Data records:
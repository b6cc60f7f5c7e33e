use crate::types::{Banner, ConnectState, ScanState};

/// Application Model - the complete state
///
/// Flags are only changed through the transition methods of the sub-states.
/// The shell never sees this type; it gets a `ViewModel` instead.
#[derive(Debug, Default, Clone, PartialEq, Eq)]
pub struct Model {
    pub scan: ScanState,
    pub connect: ConnectState,
    pub banner: Banner,
}
use crux_core::{render::render, Command};
use serde_valid::Validate;

use crate::config::{
    BANNER_DEFAULT_MS, BANNER_PROGRESS_MS, BANNER_SUCCESS_MS, CONNECT_POLL_INTERVAL_MS,
    CONNECT_STATUS_DELAY_MS,
};
use crate::events::{ConnectEvent, Event};
use crate::http_helpers::{START_WIFI_ENDPOINT, WIFI_STATUS_ENDPOINT};
use crate::model::Model;
use crate::types::{BannerKind, ConnectionStatus, Credentials, SubmitOutcome};
use crate::update::ui::show_message;
use crate::{after, http_get, http_post_form, render_if, Effect};

/// Handle connect flow events
pub fn handle(event: ConnectEvent, model: &mut Model) -> Command<Effect, Event> {
    match event {
        ConnectEvent::SelectNetwork { ssid, is_protected } => {
            if model.connect.is_connecting() {
                return Command::done();
            }
            if is_protected {
                model.connect.open_prompt(ssid);
                render()
            } else {
                connect(model, Credentials::new(ssid, "", false))
            }
        }

        ConnectEvent::PasswordChanged { password } => {
            render_if!(model.connect.set_password(password))
        }

        ConnectEvent::SubmitPassword => submit_prompt(model),

        ConnectEvent::PasswordEnter => {
            if model.connect.is_connecting() {
                return Command::done();
            }
            submit_prompt(model)
        }

        ConnectEvent::CancelPassword => {
            if model.connect.is_connecting() || model.connect.prompt().is_none() {
                return Command::done();
            }
            model.connect.close_prompt();
            render()
        }

        ConnectEvent::SubmitResponse { attempt, result } => {
            if !model.connect.is_current(attempt) {
                return Command::done();
            }
            match result {
                Ok(SubmitOutcome::Accepted(message)) => {
                    log::info!("Credentials accepted, waiting for connection");
                    Command::all([
                        show_message(model, message, BannerKind::Neutral, BANNER_DEFAULT_MS),
                        after!(
                            CONNECT_STATUS_DELAY_MS,
                            Event::Connect(ConnectEvent::StatusTick { attempt })
                        ),
                    ])
                }
                Ok(SubmitOutcome::Rejected(message)) => {
                    log::warn!("Credentials rejected: {message}");
                    give_up(model, message)
                }
                Err(e) => {
                    log::warn!("Submitting credentials failed: {e}");
                    give_up(model, "Connection failed")
                }
            }
        }

        ConnectEvent::StatusTick { attempt } => {
            if !model.connect.is_current(attempt) {
                return Command::done();
            }
            http_get!(
                Connect,
                ConnectEvent,
                WIFI_STATUS_ENDPOINT,
                StatusResponse,
                process_connection_status_response,
                attempt: attempt
            )
        }

        ConnectEvent::StatusResponse { attempt, result } => {
            if !model.connect.is_current(attempt) {
                log::debug!("Dropping connection status of stale attempt {attempt}");
                return Command::done();
            }
            handle_status(attempt, result, model)
        }
    }
}

fn handle_status(
    attempt: u64,
    result: Result<ConnectionStatus, String>,
    model: &mut Model,
) -> Command<Effect, Event> {
    match result {
        Ok(ConnectionStatus::InProgress(message)) => Command::all([
            show_message(model, message, BannerKind::Neutral, BANNER_PROGRESS_MS),
            after!(
                CONNECT_POLL_INTERVAL_MS,
                Event::Connect(ConnectEvent::StatusTick { attempt })
            ),
        ]),
        Ok(ConnectionStatus::Connected(message)) => {
            log::info!("Connected: {message}");
            model.connect.finish();
            model.connect.close_prompt();
            show_message(model, message, BannerKind::Success, BANNER_SUCCESS_MS)
        }
        Ok(ConnectionStatus::Failed(message)) => {
            log::warn!("Connection failed: {message}");
            give_up(model, message)
        }
        Ok(ConnectionStatus::Unexpected(code)) => {
            give_up(model, format!("Unexpected response: {code}"))
        }
        Err(e) => {
            log::warn!("Connection status request failed: {e}");
            give_up(model, "Error checking connection status")
        }
    }
}

/// Submit the password typed into the open prompt, if any
fn submit_prompt(model: &mut Model) -> Command<Effect, Event> {
    let Some(prompt) = model.connect.prompt() else {
        return Command::done();
    };
    if !prompt.has_password() {
        return Command::done();
    }
    let credentials = Credentials::new(prompt.ssid(), prompt.password(), true);
    connect(model, credentials)
}

fn connect(model: &mut Model, credentials: Credentials) -> Command<Effect, Event> {
    if model.connect.is_connecting() {
        return Command::done();
    }
    if let Err(e) = credentials.validate() {
        log::warn!("Invalid credentials: {e}");
        return show_message(
            model,
            "Network name must be 1 to 32 characters",
            BannerKind::Error,
            BANNER_DEFAULT_MS,
        );
    }
    let Some(attempt) = model.connect.begin() else {
        return Command::done();
    };

    log::info!("Connecting to {} (attempt {attempt})", credentials.ssid);
    Command::all([
        render(),
        http_post_form!(
            Connect,
            ConnectEvent,
            START_WIFI_ENDPOINT,
            SubmitResponse,
            process_submit_response,
            attempt: attempt,
            body: credentials.to_form_body()
        ),
    ])
}

/// Terminal failure: show `message` as an error and re-enable the connect button
fn give_up(model: &mut Model, message: impl Into<String>) -> Command<Effect, Event> {
    model.connect.finish();
    show_message(model, message, BannerKind::Error, BANNER_DEFAULT_MS)
}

Your instructions: Transcribe each entry exactly as it appears.

Response area:
repository b6cc60f7f5c7e33e
use crate::types::{Banner, ConnectState, ScanState};

/// Application Model - the complete state
///
/// Flags are only changed through the transition methods of the sub-states.
/// The shell never sees this type; it gets a `ViewModel` instead.
#[derive(Debug, Default, Clone, PartialEq, Eq)]
pub struct Model {
    pub scan: ScanState,
    pub connect: ConnectState,
    pub banner: Banner,
}
use crux_core::{render::render, Command};
use serde_valid::Validate;

use crate::config::{
    BANNER_DEFAULT_MS, BANNER_PROGRESS_MS, BANNER_SUCCESS_MS, CONNECT_POLL_INTERVAL_MS,
    CONNECT_STATUS_DELAY_MS,
};
use crate::events::{ConnectEvent, Event};
use crate::http_helpers::{START_WIFI_ENDPOINT, WIFI_STATUS_ENDPOINT};
use crate::model::Model;
use crate::types::{BannerKind, ConnectionStatus, Credentials, SubmitOutcome};
use crate::update::ui::show_message;
use crate::{after, http_get, http_post_form, render_if, Effect};

/// Handle connect flow events
pub fn handle(event: ConnectEvent, model: &mut Model) -> Command<Effect, Event> {
    match event {
        ConnectEvent::SelectNetwork { ssid, is_protected } => {
            if model.connect.is_connecting() {
                return Command::done();
            }
            if is_protected {
                model.connect.open_prompt(ssid);
                render()
            } else {
                connect(model, Credentials::new(ssid, "", false))
            }
        }

        ConnectEvent::PasswordChanged { password } => {
            render_if!(model.connect.set_password(password))
        }

        ConnectEvent::SubmitPassword => submit_prompt(model),

        ConnectEvent::PasswordEnter => {
            if model.connect.is_connecting() {
                return Command::done();
            }
            submit_prompt(model)
        }

        ConnectEvent::CancelPassword => {
            if model.connect.is_connecting() || model.connect.prompt().is_none() {
                return Command::done();
            }
            model.connect.close_prompt();
            render()
        }

        ConnectEvent::SubmitResponse { attempt, result } => {
            if !model.connect.is_current(attempt) {
                return Command::done();
            }
            match result {
                Ok(SubmitOutcome::Accepted(message)) => {
                    log::info!("Credentials accepted, waiting for connection");
                    Command::all([
                        show_message(model, message, BannerKind::Neutral, BANNER_DEFAULT_MS),
                        after!(
                            CONNECT_STATUS_DELAY_MS,
                            Event::Connect(ConnectEvent::StatusTick { attempt })
                        ),
                    ])
                }
                Ok(SubmitOutcome::Rejected(message)) => {
                    log::warn!("Credentials rejected: {message}");
                    give_up(model, message)
                }
                Err(e) => {
                    log::warn!("Submitting credentials failed: {e}");
                    give_up(model, "Connection failed")
                }
            }
        }

        ConnectEvent::StatusTick { attempt } => {
            if !model.connect.is_current(attempt) {
                return Command::done();
            }
            http_get!(
                Connect,
                ConnectEvent,
                WIFI_STATUS_ENDPOINT,
                StatusResponse,
                process_connection_status_response,
                attempt: attempt
            )
        }

        ConnectEvent::StatusResponse { attempt, result } => {
            if !model.connect.is_current(attempt) {
                log::debug!("Dropping connection status of stale attempt {attempt}");
                return Command::done();
            }
            handle_status(attempt, result, model)
        }
    }
}

fn handle_status(
    attempt: u64,
    result: Result<ConnectionStatus, String>,
    model: &mut Model,
) -> Command<Effect, Event> {
    match result {
        Ok(ConnectionStatus::InProgress(message)) => Command::all([
            show_message(model, message, BannerKind::Neutral, BANNER_PROGRESS_MS),
            after!(
                CONNECT_POLL_INTERVAL_MS,
                Event::Connect(ConnectEvent::StatusTick { attempt })
            ),
        ]),
        Ok(ConnectionStatus::Connected(message)) => {
            log::info!("Connected: {message}");
            model.connect.finish();
            model.connect.close_prompt();
            show_message(model, message, BannerKind::Success, BANNER_SUCCESS_MS)
        }
        Ok(ConnectionStatus::Failed(message)) => {
            log::warn!("Connection failed: {message}");
            give_up(model, message)
        }
        Ok(ConnectionStatus::Unexpected(code)) => {
            give_up(model, format!("Unexpected response: {code}"))
        }
        Err(e) => {
            log::warn!("Connection status request failed: {e}");
            give_up(model, "Error checking connection status")
        }
    }
}

/// Submit the password typed into the open prompt, if any
fn submit_prompt(model: &mut Model) -> Command<Effect, Event> {
    let Some(prompt) = model.connect.prompt() else {
        return Command::done();
    };
    if !prompt.has_password() {
        return Command::done();
    }
    let credentials = Credentials::new(prompt.ssid(), prompt.password(), true);
    connect(model, credentials)
}

fn connect(model: &mut Model, credentials: Credentials) -> Command<Effect, Event> {
    if model.connect.is_connecting() {
        return Command::done();
    }
    if let Err(e) = credentials.validate() {
        log::warn!("Invalid credentials: {e}");
        return show_message(
            model,
            "Network name must be 1 to 32 characters",
            BannerKind::Error,
            BANNER_DEFAULT_MS,
        );
    }
    let Some(attempt) = model.connect.begin() else {
        return Command::done();
    };

    log::info!("Connecting to {} (attempt {attempt})", credentials.ssid);
    Command::all([
        render(),
        http_post_form!(
            Connect,
            ConnectEvent,
            START_WIFI_ENDPOINT,
            SubmitResponse,
            process_submit_response,
            attempt: attempt,
            body: credentials.to_form_body()
        ),
    ])
}

/// Terminal failure: show `message` as an error and re-enable the connect button
fn give_up(model: &mut Model, message: impl Into<String>) -> Command<Effect, Event> {
    model.connect.finish();
    show_message(model, message, BannerKind::Error, BANNER_DEFAULT_MS)
}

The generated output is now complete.